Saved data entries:
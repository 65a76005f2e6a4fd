//! Worker loops that drain the job store.
//!
//! The `worker` binary runs these against Redis; with the in-memory backend
//! the server spawns them itself via [`spawn_pool`].

use std::sync::Arc;
use std::time::{Duration, Instant};

use tokio::task::JoinHandle;
use tracing::Instrument;

use crate::models::job::JobOutcome;
use crate::services::queue::{JobStore, QueueError, QueuedJob};
use crate::tasks::{self, TaskContext};

pub const POLL_INTERVAL_MS: u64 = 1000;

/// Take one job, run it and record how it ended.
/// Returns Ok(true) if a job was processed, Ok(false) if none was waiting.
pub async fn process_next_job(
    store: &dyn JobStore,
    ctx: &TaskContext,
) -> Result<bool, QueueError> {
    let job = match store.dequeue().await? {
        Some(j) => j,
        None => return Ok(false),
    };

    let span = tracing::info_span!("job", job_id = %job.job_id, kind = %job.spec.kind());
    process_job(store, ctx, job).instrument(span).await?;
    Ok(true)
}

async fn process_job(
    store: &dyn JobStore,
    ctx: &TaskContext,
    job: QueuedJob,
) -> Result<(), QueueError> {
    let kind = job.spec.kind().to_string();
    if let Err(e) = store.mark_started(job.job_id).await {
        tracing::error!(error = %e, "Could not mark job started, abandoning it");
        tasks::discard(&job.spec).await;
        metrics::counter!("jobs_failed_total", "kind" => kind).increment(1);
        return store
            .abandon(&job, &format!("Could not start job: {e}"))
            .await;
    }

    let start = Instant::now();
    let outcome = execute(&job, ctx).await;
    metrics::histogram!("job_processing_seconds", "kind" => kind.clone())
        .record(start.elapsed().as_secs_f64());

    match &outcome {
        JobOutcome::Success(_) => {
            metrics::counter!("jobs_completed_total", "kind" => kind).increment(1);
        }
        JobOutcome::Failure(message) => {
            tracing::error!(error = %message, "Job failed");
            metrics::counter!("jobs_failed_total", "kind" => kind).increment(1);
        }
    }

    store.complete(&job, outcome).await?;
    if let Ok(depth) = store.queue_depth().await {
        metrics::gauge!("job_queue_depth").set(depth as f64);
    }
    Ok(())
}

/// Run the task on its own tokio task so a panic becomes a `FAILURE`.
async fn execute(job: &QueuedJob, ctx: &TaskContext) -> JobOutcome {
    let spec = job.spec.clone();
    let ctx = ctx.clone();
    let handle = tokio::spawn(
        async move { tasks::run(spec, &ctx).await }.instrument(tracing::Span::current()),
    );

    match handle.await {
        Ok(Ok(result)) => JobOutcome::Success(result),
        Ok(Err(e)) => JobOutcome::Failure(e.to_string()),
        Err(e) => JobOutcome::Failure(format!("Task aborted: {e}")),
    }
}

/// Poll the store forever, sleeping when it is empty.
pub async fn run_loop(store: Arc<dyn JobStore>, ctx: TaskContext) {
    loop {
        match process_next_job(store.as_ref(), &ctx).await {
            Ok(true) => {
                tracing::debug!("Job processed, checking for next job");
            }
            Ok(false) => {
                tracing::trace!("No jobs available, sleeping");
                tokio::time::sleep(Duration::from_millis(POLL_INTERVAL_MS)).await;
            }
            Err(e) => {
                tracing::error!(error = %e, "Error processing job, will retry");
                tokio::time::sleep(Duration::from_millis(POLL_INTERVAL_MS)).await;
            }
        }
    }
}

/// Start `count` worker loops on the current runtime.
pub fn spawn_pool(store: Arc<dyn JobStore>, ctx: TaskContext, count: usize) -> Vec<JoinHandle<()>> {
    (0..count.max(1))
        .map(|n| {
            tracing::info!(worker = n, backend = store.backend_name(), "Starting worker loop");
            tokio::spawn(run_loop(store.clone(), ctx.clone()))
        })
        .collect()
}
use edition_admin::config::{AppConfig, QueueBackend};
use edition_admin::services::queue;
use edition_admin::tasks::TaskContext;
use edition_admin::{telemetry, worker};

#[tokio::main]
async fn main() {
    telemetry::init_tracing();

    tracing::info!("Starting edition-admin worker");

    let config = AppConfig::from_env().expect("Failed to load configuration");
    if config.queue_backend == QueueBackend::Memory {
        tracing::error!("QUEUE_BACKEND=memory runs jobs inside the server; the worker needs redis");
        std::process::exit(1);
    }

    tracing::info!("Connecting to Redis job queue");
    let queue = queue::connect(&config).expect("Failed to initialize job queue");
    let ctx = TaskContext::from_config(&config).expect("Failed to initialize task context");

    tracing::info!(workers = config.worker_count, "Worker ready, starting job processing loops");

    let handles = worker::spawn_pool(queue, ctx, config.worker_count);
    for handle in handles {
        if let Err(e) = handle.await {
            tracing::error!(error = %e, "Worker loop stopped");
        }
    }
}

#### Description of the task:
What you return must match the records exactly, down to the last line.

#### Exercise output:
repository 65a76005f2e6a4fd
//! Worker loops that drain the job store.
//!
//! The `worker` binary runs these against Redis; with the in-memory backend
//! the server spawns them itself via [`spawn_pool`].

use std::sync::Arc;
use std::time::{Duration, Instant};

use tokio::task::JoinHandle;
use tracing::Instrument;

use crate::models::job::JobOutcome;
use crate::services::queue::{JobStore, QueueError, QueuedJob};
use crate::tasks::{self, TaskContext};

pub const POLL_INTERVAL_MS: u64 = 1000;

/// Take one job, run it and record how it ended.
/// Returns Ok(true) if a job was processed, Ok(false) if none was waiting.
pub async fn process_next_job(
    store: &dyn JobStore,
    ctx: &TaskContext,
) -> Result<bool, QueueError> {
    let job = match store.dequeue().await? {
        Some(j) => j,
        None => return Ok(false),
    };

    let span = tracing::info_span!("job", job_id = %job.job_id, kind = %job.spec.kind());
    process_job(store, ctx, job).instrument(span).await?;
    Ok(true)
}

async fn process_job(
    store: &dyn JobStore,
    ctx: &TaskContext,
    job: QueuedJob,
) -> Result<(), QueueError> {
    let kind = job.spec.kind().to_string();
    if let Err(e) = store.mark_started(job.job_id).await {
        tracing::error!(error = %e, "Could not mark job started, abandoning it");
        tasks::discard(&job.spec).await;
        metrics::counter!("jobs_failed_total", "kind" => kind).increment(1);
        return store
            .abandon(&job, &format!("Could not start job: {e}"))
            .await;
    }

    let start = Instant::now();
    let outcome = execute(&job, ctx).await;
    metrics::histogram!("job_processing_seconds", "kind" => kind.clone())
        .record(start.elapsed().as_secs_f64());

    match &outcome {
        JobOutcome::Success(_) => {
            metrics::counter!("jobs_completed_total", "kind" => kind).increment(1);
        }
        JobOutcome::Failure(message) => {
            tracing::error!(error = %message, "Job failed");
            metrics::counter!("jobs_failed_total", "kind" => kind).increment(1);
        }
    }

    store.complete(&job, outcome).await?;
    if let Ok(depth) = store.queue_depth().await {
        metrics::gauge!("job_queue_depth").set(depth as f64);
    }
    Ok(())
}

/// Run the task on its own tokio task so a panic becomes a `FAILURE`.
async fn execute(job: &QueuedJob, ctx: &TaskContext) -> JobOutcome {
    let spec = job.spec.clone();
    let ctx = ctx.clone();
    let handle = tokio::spawn(
        async move { tasks::run(spec, &ctx).await }.instrument(tracing::Span::current()),
    );

    match handle.await {
        Ok(Ok(result)) => JobOutcome::Success(result),
        Ok(Err(e)) => JobOutcome::Failure(e.to_string()),
        Err(e) => JobOutcome::Failure(format!("Task aborted: {e}")),
    }
}

/// Poll the store forever, sleeping when it is empty.
pub async fn run_loop(store: Arc<dyn JobStore>, ctx: TaskContext) {
    loop {
        match process_next_job(store.as_ref(), &ctx).await {
            Ok(true) => {
                tracing::debug!("Job processed, checking for next job");
            }
            Ok(false) => {
                tracing::trace!("No jobs available, sleeping");
                tokio::time::sleep(Duration::from_millis(POLL_INTERVAL_MS)).await;
            }
            Err(e) => {
                tracing::error!(error = %e, "Error processing job, will retry");
                tokio::time::sleep(Duration::from_millis(POLL_INTERVAL_MS)).await;
            }
        }
    }
}

/// Start `count` worker loops on the current runtime.
pub fn spawn_pool(store: Arc<dyn JobStore>, ctx: TaskContext, count: usize) -> Vec<JoinHandle<()>> {
    (0..count.max(1))
        .map(|n| {
            tracing::info!(worker = n, backend = store.backend_name(), "Starting worker loop");
            tokio::spawn(run_loop(store.clone(), ctx.clone()))
        })
        .collect()
}
use edition_admin::config::{AppConfig, QueueBackend};
use edition_admin::services::queue;
use edition_admin::tasks::TaskContext;
use edition_admin::{telemetry, worker};

#[tokio::main]
async fn main() {
    telemetry::init_tracing();

    tracing::info!("Starting edition-admin worker");

    let config = AppConfig::from_env().expect("Failed to load configuration");
    if config.queue_backend == QueueBackend::Memory {
        tracing::error!("QUEUE_BACKEND=memory runs jobs inside the server; the worker needs redis");
        std::process::exit(1);
    }

    tracing::info!("Connecting to Redis job queue");
    let queue = queue::connect(&config).expect("Failed to initialize job queue");
    let ctx = TaskContext::from_config(&config).expect("Failed to initialize task context");

    tracing::info!(workers = config.worker_count, "Worker ready, starting job processing loops");

    let handles = worker::spawn_pool(queue, ctx, config.worker_count);
    for handle in handles {
        if let Err(e) = handle.await {
            tracing::error!(error = %e, "Worker loop stopped");
        }
    }
}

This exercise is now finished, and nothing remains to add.